Friday, June 23, 2017
[Humboldt County] Tribal child welfare vetted in wake of state investigation, grand jury report
A significant portion of the child abuse and neglect reports that the Humboldt County grand jury states have been falling through the cracks because of poor communication issues with the county Child Welfare Services division might pertain to Native American children.
One of the two grand jury reports released in late May states that a high percentage of the abuse and neglect reports from the Klamath-Trinity Unified School District involved Native American youth. Native American children make up just 7 percent of the total children in the county, but represent nearly 40 percent of the foster youth handled by the Child Welfare Services Division, according to state data cited by the grand jury.
“Various local American Indian leaders as well as [Child Welfare Services] personnel have expressed their concerns about working together to provide better services to American Indian families, and following the federal Indian Child Welfare Act of 1978,” the grand jury report states.
Both the state and the county are under scrutiny for compliance with tribal child abuse reporting laws and child welfare cases, which is briefly mentioned in the grand jury report. The California Attorney General’s Office is currently conducting what is now a more than year-long investigation into the county’s compliance with child abuse reporting laws.
The Attorney General’s Office confirmed last year that a substantial amount of information in the five years of county records that it subpoenaed pertained to information relating to tribal children. The grand jury report states that the subpoena requested data pertaining to the county’s process for removing Native American children from their families and their placement into foster homes.
“To protect its integrity, we can’t comment on an ongoing investigation,” the Attorney General’s press office stated about the status of its investigation in an email to the Times-Standard last week.
The county Department of Health and Human Services, which oversees the Child Welfare Services division, stated it will not be responding to media questions regarding the grand jury report until it has submitted its formal responses to the grand jury. The department has 90 days from the date of the report — in this case May 30 — to respond to the grand jury.
Humboldt County Sheriff William Honsal said to the Times-Standard earlier this month that his office is often overwhelmed by the number of child abuse cases. He stated his office and the Child Welfare Services division are currently working with the Attorney General’s Office to address the communications issues and response times to reports of child abuse and neglect.
The grand jury report stated and Honsal confirmed that reports of child abuse or neglect made to Child Welfare Services can sometimes take weeks before they receive a response. County policy is to respond within 24 hours, according to the grand jury.
“That communication piece has failed, that has absolutely failed over the last couple of years,” Honsal said earlier this month.
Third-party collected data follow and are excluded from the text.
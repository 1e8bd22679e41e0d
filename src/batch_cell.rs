//! The single-slot atomically swappable reference that holds whichever
//! batch is currently accepting new events.

use std::sync::Arc;

use arc_swap::ArcSwap;

use crate::batch::Batch;
use crate::event::Event;

/// Holds the batch that is currently current, providing an atomic
/// get-and-set primitive (`arc_swap::ArcSwap::swap` *is* the spec's
/// `get_and_set`).
///
/// Any append concurrent with a swap lands in either the pre- or
/// post-swap batch — both are acceptable, and no lock beyond the swap's
/// happens-before edge is needed, because the old batch is still flushed
/// regardless of which one a racing append landed in.
pub struct CurrentBatchCell<E> {
    slot: ArcSwap<Batch<E>>,
    sender_id: Arc<str>,
}

impl<E: Event> CurrentBatchCell<E> {
    pub fn new(sender_id: Arc<str>) -> Self {
        let initial = Arc::new(Batch::new(Arc::clone(&sender_id)));
        Self {
            slot: ArcSwap::new(initial),
            sender_id,
        }
    }

    /// The batch currently accepting appends.
    pub fn current(&self) -> Arc<Batch<E>> {
        self.slot.load_full()
    }

    /// Atomically installs a fresh, empty batch and returns the old one,
    /// sealed. Unconditional — only safe to call when no other swapper can
    /// be racing (e.g. during shutdown, once the stop barrier is held and
    /// the scheduler has been stopped).
    pub fn swap_fresh(&self) -> Arc<Batch<E>> {
        let fresh = Arc::new(Batch::new(Arc::clone(&self.sender_id)));
        let old = self.slot.swap(fresh);
        old.seal();
        old
    }

    /// Installs a fresh, empty batch in place of `expected`, but only if
    /// `expected` is still the current batch. Returns the old (now sealed)
    /// batch if this call performed the swap, or `None` if another swapper
    /// (the scheduler racing the feeder's size trigger, or vice versa) had
    /// already swapped it out first.
    ///
    /// This is the size/age-trigger-safe counterpart to `swap_fresh`: the
    /// feeder and the scheduler can each decide independently, from a
    /// batch reference they read moments earlier, that *this* batch should
    /// be sealed — `compare_and_swap` ensures only one of them actually
    /// performs the hand-off, and the loser simply does nothing, since the
    /// winner's hand-off already covers the same batch.
    pub fn swap_if_current(&self, expected: &Arc<Batch<E>>) -> Option<Arc<Batch<E>>> {
        let fresh = Arc::new(Batch::new(Arc::clone(&self.sender_id)));
        let prev_guard = self.slot.compare_and_swap(expected, fresh);
        let prev: Arc<Batch<E>> = Arc::clone(&prev_guard);
        if Arc::ptr_eq(&prev, expected) {
            prev.seal();
            Some(prev)
        } else {
            None
        }
    }
}
//! The upstream producer contract: a blocking `take()` that the feeder
//! drives, one event at a time.

use async_trait::async_trait;

use crate::event::Event;

/// Supplies events to the feeder loop. `take` is expected to suspend
/// (block, in spec terms) until an event is available; the feeder races it
/// against the shutdown signal, so an `Upstream` implementation does not
/// need to handle interruption itself — returning `None` (the source is
/// exhausted) is enough to stop the feeder defensively even outside of a
/// shutdown.
#[async_trait]
pub trait Upstream<E: Event>: Send + Sync {
    async fn take(&mut self) -> Option<E>;
}

/// An `Upstream` backed by a bounded `tokio::sync::mpsc` channel — the
/// common case of an upstream queue between some producer stage and this
/// sender.
pub struct ChannelUpstream<E> {
    rx: tokio::sync::mpsc::Receiver<E>,
}

impl<E> ChannelUpstream<E> {
    pub fn new(rx: tokio::sync::mpsc::Receiver<E>) -> Self {
        Self { rx }
    }
}

#[async_trait]
impl<E: Event> Upstream<E> for ChannelUpstream<E> {
    async fn take(&mut self) -> Option<E> {
        self.rx.recv().await
    }
}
A report drafted by a coalition of California tribes known as the Indian Child Welfare Act Compliance Task Force — which included the Yurok Tribe and Bear River Band of Rohnerville Rancheria — details what it called systematic failures by the state to protect tribes’ civil rights in child custody cases including under representation of tribes in custody cases.
Attorney General Xavier Becerra said in April that he will be making the state’s compliance with the Indian Child Welfare Act a priority, though he did not provide a specific timeline on how to address the issues. The Indian Child Welfare Act was passed by Congress in 1978 in response to frequent cases in which tribal children were being removed from their families and placed into foster or adoptive homes and boarding schools. The legislation’s goal was to keep tribal children with tribal families and communities so as to not separate them from their culture and tribal communities whenever possible.
One of the county grand jury members, Byron Nelson Jr., is a Hoopa Valley Tribe member, the tribe’s historian and the tribe’s former chief judge.
Nelson said it was difficult for tribes to be represented in child welfare cases when the case was in the state superior court’s jurisdiction.
“And as far as representation in the court itself, we don’t have a public defender assigned. There is no budget for that. There never was,” Nelson said.
The Indian Child Welfare Act Compliance Task Force’s report found that tribes were underrepresented in a majority of child custody cases as they often do not have a lawyer or do not have the funds to send them to court. Nelson said he would have to advise family members himself about what their responsibilities were in child welfare cases. He also stated he would have to work with superior courts in several states to bring the child custody case back into the jurisdiction of the tribal court.
“I think the only way [the Indian Child Welfare Act] can be effective is for them to enforce the law to its full extent,” Nelson said. “If any of these persons that worked on cases for the county have violated the Indian Child Welfare Act then they should be held accountable to the full extent of the law.”
The task force report found that a lack of funding for state and county agencies to be trained on their responsibilities of Native American child welfare cases has led to many of the compliance issues.
“If they really wanted to help the children, I think they have an obligation to find money,” Nelson said.